- THE TASK -
In the entries that follow, the lines from the one with "in the project." through the one with "impl<T: EventLog +" are the ones to write out, exactly and with both ends included. Nothing else should appear.
----------------------------------------
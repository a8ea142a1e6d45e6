//! Event log trait and its storage-backed implementation.
//!
//! Each project has a flat, append-only history ordered by
//! `(created_at, sequence)` and a movable head pointer. Moving the head
//! deactivates everything after it and reactivates everything at or before
//! it; reverting marks chosen events inactive without touching the head.

use std::sync::Arc;

use chrono::Utc;
use serde_json::Value;
use specforge_core::{
    EntityIdType, EntityType, Event, EventId, EventLogError, EventQuery, ForgeResult, HeadChange,
    Project, ProjectId, StorageError,
};
use specforge_storage::StorageTrait;
use tracing::{debug, info, instrument};

use crate::builder::EventBuilder;
use crate::head::plan_head_move;

/// Trait for event log operations.
///
/// Errors are caller-input errors (unknown or foreign ids, orphan spec
/// hashes, reverting the head) or storage failures.
pub trait EventLog: Send + Sync {
    /// Append a new active event. Prior events are never mutated and the
    /// head does not move. Storage assigns the sequence number.
    ///
    /// # Errors
    ///
    /// - `OrphanSpecHash` when the data references a spec hash with no
    ///   version in the project.
    /// - `InvalidEventType` for a blank event type.
    fn append(&self, event: Event) -> ForgeResult<Event>;

    /// List a project's events.
    fn list_events(&self, project_id: ProjectId, query: &EventQuery) -> ForgeResult<Vec<Event>>;

    /// Move (or clear) the head. Commits the pointer and every flag change
    /// together.
    fn set_head(&self, project_id: ProjectId, head: Option<EventId>) -> ForgeResult<HeadChange>;

    /// Mark events inactive. Already-inactive events are left as they are.
    /// Returns the ids that changed.
    ///
    /// # Errors
    ///
    /// `HeadEventRevert` if one of the ids is the current head.
    fn revert_events(&self, project_id: ProjectId, ids: &[EventId]) -> ForgeResult<Vec<EventId>>;

    /// The event the head currently points at.
    fn head(&self, project_id: ProjectId) -> ForgeResult<Option<Event>>;
}

/// Extension trait for EventLog with convenience methods.
pub trait EventLogExt: EventLog {
    /// Append an event built from a type and a data object.
    fn append_new(
        &self,
        project_id: ProjectId,
        event_type: &str,
        data: Value,
    ) -> ForgeResult<Event> {
        self.append(EventBuilder::new(project_id, event_type).merge(data).build())
    }

    /// Only the active events, oldest first.
    fn active_events(&self, project_id: ProjectId) -> ForgeResult<Vec<Event>> {
        self.list_events(project_id, &EventQuery::new().active_only())
    }
}

impl<T: EventLog + ?Sized> EventLogExt for T {}

/// Event log over any [`StorageTrait`] implementation.
///
/// Assumes a single writer per project; the recorder serializes writers.
#[derive(Debug)]
pub struct ProjectEventLog<S: StorageTrait> {
    storage: Arc<S>,
}

impl<S: StorageTrait> Clone for ProjectEventLog<S> {
    fn clone(&self) -> Self {
        Self {
            storage: Arc::clone(&self.storage),
        }
    }
}

impl<S: StorageTrait> ProjectEventLog<S> {
    pub fn new(storage: Arc<S>) -> Self {
        Self { storage }
    }

    /// Get a reference to the underlying storage.
    pub fn storage(&self) -> &S {
        &self.storage
    }

    fn project(&self, project_id: ProjectId) -> ForgeResult<Project> {
        self.storage.project_get(project_id)?.ok_or_else(|| {
            StorageError::NotFound {
                entity_type: EntityType::Project,
                id: project_id.as_uuid(),
            }
            .into()
        })
    }

    /// Fetch an event and check that it belongs to the project.
    fn owned_event(&self, project_id: ProjectId, event_id: EventId) -> ForgeResult<Event> {
        let event = self
            .storage
            .event_get(event_id)?
            .ok_or(StorageError::NotFound {
                entity_type: EntityType::Event,
                id: event_id.as_uuid(),
            })?;
        if event.project_id != project_id {
            return Err(StorageError::ForeignEntity {
                entity_type: EntityType::Event,
                id: event_id.as_uuid(),
                project_id,
            }
            .into());
        }
        Ok(event)
    }
}

impl<S: StorageTrait> EventLog for ProjectEventLog<S> {
    #[instrument(skip(self, event), fields(project_id = %event.project_id, event_type = %event.event_type))]
    fn append(&self, event: Event) -> ForgeResult<Event> {
        if event.event_type.trim().is_empty() {
            return Err(EventLogError::InvalidEventType {
                reason: "event type must not be blank".to_string(),
            }
            .into());
        }
        if let Some(spec_hash) = event.spec_hash() {
            let exists = self
                .storage
                .version_get_by_hash(event.project_id, &spec_hash)?
                .is_some();
            if !exists {
                return Err(EventLogError::OrphanSpecHash {
                    event_id: event.event_id,
                    project_id: event.project_id,
                    spec_hash,
                }
                .into());
            }
        }

        let mut fresh = event;
        fresh.is_active = true;
        fresh.reverted_at = None;
        let stored = self.storage.event_insert(&fresh)?;
        debug!(event_id = %stored.event_id, sequence = stored.sequence, "event appended");
        Ok(stored)
    }

    fn list_events(&self, project_id: ProjectId, query: &EventQuery) -> ForgeResult<Vec<Event>> {
        self.project(project_id)?;
        Ok(query.apply(self.storage.event_list(project_id)?))
    }

    #[instrument(skip(self))]
    fn set_head(&self, project_id: ProjectId, head: Option<EventId>) -> ForgeResult<HeadChange> {
        self.project(project_id)?;
        if let Some(event_id) = head {
            self.owned_event(project_id, event_id)?;
        }

        let events = self.storage.event_list(project_id)?;
        let plan = plan_head_move(&events, head).ok_or_else(|| StorageError::TransactionFailed {
            reason: "head event missing from project history".to_string(),
        })?;
        self.storage
            .event_commit_head(project_id, head, &plan.reactivate, &plan.deactivate)?;

        let head_event = match head {
            Some(event_id) => self.storage.event_get(event_id)?,
            None => None,
        };
        info!(
            reactivated = plan.reactivate.len(),
            deactivated = plan.deactivate.len(),
            "head moved"
        );
        Ok(HeadChange {
            head: head_event,
            reactivated_event_ids: plan.reactivate,
            deactivated_event_ids: plan.deactivate,
        })
    }

    #[instrument(skip(self, ids), fields(count = ids.len()))]
    fn revert_events(&self, project_id: ProjectId, ids: &[EventId]) -> ForgeResult<Vec<EventId>> {
        let project = self.project(project_id)?;
        if let Some(head_id) = project.event_head_id {
            if ids.contains(&head_id) {
                return Err(EventLogError::HeadEventRevert {
                    event_id: head_id,
                    project_id,
                }
                .into());
            }
        }

        let changed = self.storage.event_revert(project_id, ids, Utc::now())?;
        debug!(changed = changed.len(), "events reverted");
        Ok(changed)
    }

    fn head(&self, project_id: ProjectId) -> ForgeResult<Option<Event>> {
        match self.project(project_id)?.event_head_id {
            Some(event_id) => self.storage.event_get(event_id),
            None => Ok(None),
        }
    }
}

#[cfg(test)]
mod tests {
    use super::*;
    use serde_json::json;
    use specforge_core::event::{FRAGMENT_CREATED, FRAGMENT_UPDATED};
    use specforge_core::{ForgeError, SpecHash, Version};
    use specforge_storage::MockStorage;

    fn setup() -> (ProjectEventLog<MockStorage>, ProjectId) {
        let storage = Arc::new(MockStorage::new());
        let project = Project::new("events");
        storage.project_insert(&project).unwrap();
        (ProjectEventLog::new(storage), project.project_id)
    }

    #[test]
    fn test_append_does_not_move_head() {
        let (log, project_id) = setup();
        log.append_new(project_id, FRAGMENT_CREATED, json!({"path": "a.cue"}))
            .unwrap();
        assert!(log.head(project_id).unwrap().is_none());
    }

    #[test]
    fn test_append_rejects_orphan_spec_hash() {
        let (log, project_id) = setup();
        let hash = SpecHash::of(&json!({"x": 1}));
        let event = EventBuilder::new(project_id, FRAGMENT_UPDATED)
            .spec_hash(&hash)
            .build();
        let result = log.append(event);
        assert!(matches!(
            result,
            Err(ForgeError::EventLog(EventLogError::OrphanSpecHash { .. }))
        ));
        assert_eq!(log.storage().event_count(), 0);
    }

    #[test]
    fn test_append_accepts_known_spec_hash() {
        let (log, project_id) = setup();
        let version = Version::new(project_id, json!({"x": 1}));
        log.storage().version_insert_if_absent(&version).unwrap();
        let event = EventBuilder::new(project_id, FRAGMENT_UPDATED)
            .spec_hash(&version.spec_hash)
            .build();
        let stored = log.append(event).unwrap();
        assert_eq!(stored.spec_hash(), Some(version.spec_hash));
    }

    #[test]
    fn test_append_rejects_blank_type() {
        let (log, project_id) = setup();
        let result = log.append_new(project_id, "  ", json!({}));
        assert!(matches!(
            result,
            Err(ForgeError::EventLog(EventLogError::InvalidEventType { .. }))
        ));
    }

    #[test]
    fn test_set_head_unknown_event() {
        let (log, project_id) = setup();
        let result = log.set_head(project_id, Some(EventId::now_v7()));
        assert!(matches!(
            result,
            Err(ForgeError::Storage(StorageError::NotFound { .. }))
        ));
    }

    #[test]
    fn test_set_head_foreign_event() {
        let (log, project_id) = setup();
        let other = Project::new("other");
        log.storage().project_insert(&other).unwrap();
        let foreign = log
            .append_new(other.project_id, FRAGMENT_CREATED, json!({}))
            .unwrap();
        let result = log.set_head(project_id, Some(foreign.event_id));
        assert!(matches!(
            result,
            Err(ForgeError::Storage(StorageError::ForeignEntity { .. }))
        ));
    }

    #[test]
    fn test_clear_head_keeps_flags() {
        let (log, project_id) = setup();
        let e1 = log.append_new(project_id, FRAGMENT_CREATED, json!({})).unwrap();
        log.append_new(project_id, FRAGMENT_UPDATED, json!({})).unwrap();
        log.set_head(project_id, Some(e1.event_id)).unwrap();

        let change = log.set_head(project_id, None).unwrap();
        assert!(change.head.is_none());
        assert!(change.is_noop());
        let active = log.active_events(project_id).unwrap();
        assert_eq!(active.len(), 1);
    }

    #[test]
    fn test_revert_head_is_rejected() {
        let (log, project_id) = setup();
        let e1 = log.append_new(project_id, FRAGMENT_CREATED, json!({})).unwrap();
        log.set_head(project_id, Some(e1.event_id)).unwrap();
        let result = log.revert_events(project_id, &[e1.event_id]);
        assert!(matches!(
            result,
            Err(ForgeError::EventLog(EventLogError::HeadEventRevert { .. }))
        ));
        assert!(log.storage().event_get(e1.event_id).unwrap().unwrap().is_active);
    }

    #[test]
    fn test_list_events_unknown_project() {
        let (log, _) = setup();
        assert!(log
            .list_events(ProjectId::now_v7(), &EventQuery::new())
            .is_err());
    }
}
----------------------------------------
- WRITTEN RESPONSE -
    ///   version in the project.
    /// - `InvalidEventType` for a blank event type.
    fn append(&self, event: Event) -> ForgeResult<Event>;

    /// List a project's events.
    fn list_events(&self, project_id: ProjectId, query: &EventQuery) -> ForgeResult<Vec<Event>>;

    /// Move (or clear) the head. Commits the pointer and every flag change
    /// together.
    fn set_head(&self, project_id: ProjectId, head: Option<EventId>) -> ForgeResult<HeadChange>;

    /// Mark events inactive. Already-inactive events are left as they are.
    /// Returns the ids that changed.
    ///
    /// # Errors
    ///
    /// `HeadEventRevert` if one of the ids is the current head.
    fn revert_events(&self, project_id: ProjectId, ids: &[EventId]) -> ForgeResult<Vec<EventId>>;

    /// The event the head currently points at.
    fn head(&self, project_id: ProjectId) -> ForgeResult<Option<Event>>;
}

/// Extension trait for EventLog with convenience methods.
pub trait EventLogExt: EventLog {
    /// Append an event built from a type and a data object.
    fn append_new(
        &self,
        project_id: ProjectId,
        event_type: &str,
        data: Value,
    ) -> ForgeResult<Event> {
        self.append(EventBuilder::new(project_id, event_type).merge(data).build())
    }

    /// Only the active events, oldest first.
    fn active_events(&self, project_id: ProjectId) -> ForgeResult<Vec<Event>> {
        self.list_events(project_id, &EventQuery::new().active_only())
    }
}

impl<T: EventLog + ?Sized> EventLogExt for T {}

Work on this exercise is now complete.